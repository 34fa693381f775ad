//! Binary crate for the `skycast` command-line tool.
//!
//! This crate focuses on:
//! - Parsing CLI arguments
//! - Interactive configuration
//! - A terminal display surface for the core client

use std::process::ExitCode;

use clap::Parser;
use tracing_subscriber::EnvFilter;

mod cli;
mod configure;
mod terminal;

#[tokio::main]
async fn main() -> anyhow::Result<ExitCode> {
    tracing_subscriber::fmt()
        .with_env_filter(
            EnvFilter::try_from_default_env().unwrap_or_else(|_| EnvFilter::new("warn")),
        )
        .with_writer(std::io::stderr)
        .init();

    let cmd = cli::Cli::parse();
    cmd.run().await
}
======
Give back all of the records exactly as they were provided above.

repository 34fa693381f775ad
//! Binary crate for the `skycast` command-line tool.
//!
//! This crate focuses on:
//! - Parsing CLI arguments
//! - Interactive configuration
//! - A terminal display surface for the core client

use std::process::ExitCode;

use clap::Parser;
use tracing_subscriber::EnvFilter;

mod cli;
mod configure;
mod terminal;

#[tokio::main]
async fn main() -> anyhow::Result<ExitCode> {
    tracing_subscriber::fmt()
        .with_env_filter(
            EnvFilter::try_from_default_env().unwrap_or_else(|_| EnvFilter::new("warn")),
        )
        .with_writer(std::io::stderr)
        .init();

    let cmd = cli::Cli::parse();
    cmd.run().await
}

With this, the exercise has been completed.